El tercer caso es el del nunca bien ponderado Ricardo Arjona, quien el viernes 9 de mayo ofrecerá un recital íntimo en el Teatro Municipal de Santiago, lo que ha causado las iras del “ku-klux-klan” de fanáticos de la música docta. El tema no es en contra de la presencia de exponentes de la música popular en el Municipal, pues ese escenario ya ha sido pisado por artistas como Myriam Hernández, Alberto Plaza, Los Jaivas, Jorge Gonzalez, Coco Legrand, Los Tres, Tonny Bennet y Joan Manuel Serrat, además de los dos festivales OTI que se organizaron en Chile. El cuestionamiento es directamente al autor de “Señora de las cuatro décadas”, al que muchos consideran que no tiene la calidad artística suficiente para actuar en ese escenario.

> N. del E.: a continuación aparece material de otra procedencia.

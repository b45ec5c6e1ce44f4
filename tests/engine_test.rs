//! Integration tests for season partitioning and aggregation

use basketify_stats::{
    aggregate, partition,
    stats::{
        compute::{seasonal_or_aggregate, summaries_match},
        types::GameLog,
    },
    GameRecord, SeasonLabel, SeasonalSummary,
};
use chrono::NaiveDate;

fn date(y: i32, m: u32, d: u32) -> NaiveDate {
    NaiveDate::from_ymd_opt(y, m, d).unwrap()
}

fn scored(y: i32, m: u32, d: u32, points: f64) -> GameRecord {
    GameRecord {
        points,
        ..GameRecord::new(date(y, m, d))
    }
}

fn shooting(made: f64, pct: f64) -> GameRecord {
    GameRecord {
        field_goals_made: made,
        field_goal_percentage: Some(pct),
        ..GameRecord::new(date(2024, 12, 1))
    }
}

fn mixed_log() -> Vec<GameRecord> {
    vec![
        scored(2023, 3, 10, 18.0),
        scored(2024, 9, 30, 12.0),
        scored(2024, 10, 1, 25.0),
        scored(2025, 2, 14, 30.0),
        GameRecord::future(date(2025, 3, 1)),
        scored(2025, 8, 31, 9.0),
        GameRecord::future(date(2023, 1, 1)),
    ]
}

#[test]
fn test_partition_is_exhaustive_without_duplicates() {
    let games = mixed_log();
    let split = partition(&games, date(2025, 1, 1));

    let excluded: Vec<&GameRecord> = games
        .iter()
        .filter(|g| !split.current.contains(g) && !split.future.contains(g))
        .collect();
    assert_eq!(
        split.current.len() + split.future.len() + excluded.len(),
        games.len()
    );
    assert!(split.current.iter().all(|g| !split.future.contains(g)));

    let current: Vec<NaiveDate> = split.current.iter().map(|g| g.date).collect();
    assert_eq!(current, vec![date(2024, 10, 1), date(2025, 2, 14), date(2025, 8, 31)]);
    assert_eq!(split.future.len(), 2);
}

#[test]
fn test_window_boundaries() {
    assert_eq!(SeasonLabel::from_date(date(2024, 9, 30)), SeasonLabel::new(2023));
    assert_eq!(SeasonLabel::from_date(date(2024, 10, 1)), SeasonLabel::new(2024));

    let games = vec![scored(2024, 9, 30, 1.0), scored(2024, 10, 1, 2.0)];
    let before = partition(&games, date(2024, 9, 30));
    assert_eq!(before.current.len(), 0);
    let after = partition(&games, date(2024, 10, 1));
    assert_eq!(after.current.len(), 1);
    assert_eq!(after.current[0].points, 2.0);
}

#[test]
fn test_empty_input() {
    let split = partition(&[], date(2025, 1, 1));
    assert!(split.current.is_empty() && split.future.is_empty());
    assert!(aggregate(&[]).is_empty());
}

#[test]
fn test_points_sum_per_season() {
    let games = vec![
        scored(2024, 11, 1, 20.0),
        scored(2024, 12, 1, 21.0),
        scored(2025, 1, 1, 22.0),
    ];
    let seasons = aggregate(&games);
    assert_eq!(seasons.len(), 1);
    assert_eq!(seasons[0].season, "2024-25");
    assert_eq!(seasons[0].points, 63.0);
    assert_eq!(seasons[0].games_played, 3);
}

#[test]
fn test_percentage_recomputed_from_totals() {
    let seasons = aggregate(&[shooting(8.0, 0.5), shooting(2.0, 1.0)]);
    let s = &seasons[0];
    assert_eq!(s.field_goals_made, 10.0);
    assert_eq!(s.field_goals_attempted, 18.0);
    assert!((s.field_goal_percentage - 10.0 / 18.0).abs() < 1e-12);
    assert_eq!(s.three_point_percentage, 0.0);
}

#[test]
fn test_future_games_never_aggregated() {
    let predicted = GameRecord {
        points: 40.0,
        ..GameRecord::future(date(2024, 12, 2))
    };
    let seasons = aggregate(&[scored(2024, 12, 1, 10.0), predicted]);
    assert_eq!(seasons.len(), 1);
    assert_eq!(seasons[0].points, 10.0);
    assert_eq!(seasons[0].games_played, 1);
}

#[test]
fn test_repeated_calls_are_identical() {
    let games = mixed_log();
    assert_eq!(partition(&games, date(2025, 1, 1)), partition(&games, date(2025, 1, 1)));
    assert_eq!(aggregate(&games), aggregate(&games));
}

#[test]
fn test_client_totals_match_server_totals() {
    let raw = r#"{
        "stats": [
            {"date": "2024-11-01_00-00-00", "points": 28, "fieldGoalsMade": 10, "fieldGoalPercentage": 0.5,
             "freeThrowsMade": 6, "freeThrowPercentage": 0.75},
            {"date": "2024-11-03_00-00-00", "points": 22, "fieldGoalsMade": 9, "fieldGoalPercentage": 0.45}
        ],
        "seasonal_stats": [
            {"season": "2024-25", "points": 50, "fieldGoalsMade": 19, "fieldGoalsAttempted": 40,
             "fieldGoalPercentage": 0.475, "freeThrowsMade": 6, "freeThrowsAttempted": 8,
             "freeThrowPercentage": 0.75, "gamesPlayed": 2}
        ]
    }"#;
    let response = serde_json::from_str::<GameLog>(raw).unwrap().into_response();

    let client = aggregate(&response.stats);
    let server: Vec<SeasonalSummary> =
        seasonal_or_aggregate(&response.seasonal_stats, &response.stats);
    assert_eq!(client.len(), server.len());
    assert!(summaries_match(&client[0], &server[0], 1e-9));
}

El guatemalteco genera amor incondicional entre sus fans, y un odio parido entre sus detractores, tanto conservadores como “progres”. Para muchos, Arjona es “el Serrat de los camioneros”, el “Paulo Coelho” de la música, un cantautor con ínfulas de “trovador” al estilo de Serrat, Silvio, Milanés y Drexler, pero que en el fondo es una máquina de vender discos, con canciones comerciales, populacheras, cursis y con versos pseudo-profundos. No soy fan ni detractor de Arjona. Aunque tiene letras buenas (“Jesús verbo, no sustantivo” me representa en muchos sentidos), lo pondría varios escalones debajo de los cantautores con los que se les compara. Sin embargo, me pregunto ¿quién puede decidir si él o cualquier otro artista pueden o no actuar en el Municipal de Santiago? Guste o no Arjona, negarle el acceso al Municipal “porque no me gusta” o “porque no creo que tenga la calidad suficiente” sentaría un peligroso precedente de censura artística, inaceptable en una sociedad democrática. Por otra parte, adscribo a lo señalado por Mauricio Jurgensen sobre este tema en el diario La Tercera del sábado 3 de mayo: “La controversia por el arribo del guatemalteco a un espacio que, bien sabemos, está principalmente consagrado a la música docta, parece más un prejuicio contra su apellido y lo que acarrea -a su público, por lo pronto- que un intento serio por salvaguardar un prestigio programático que, según los mencionados “populares” que han antecedido al autor de Señora de las cuatro décadas, ya ha dado muestras de gran flexibilidad artística”. En otras palabras, todo esto podría explicarse más por clasismo que por sensibilidad artística. Más que ver a Arjona arriba del escenario del Municipal, lo que parece incomodar es que las fanáticas del guatemalteco posen sus populares asentaderas sobre los afelpados palcos del teatro.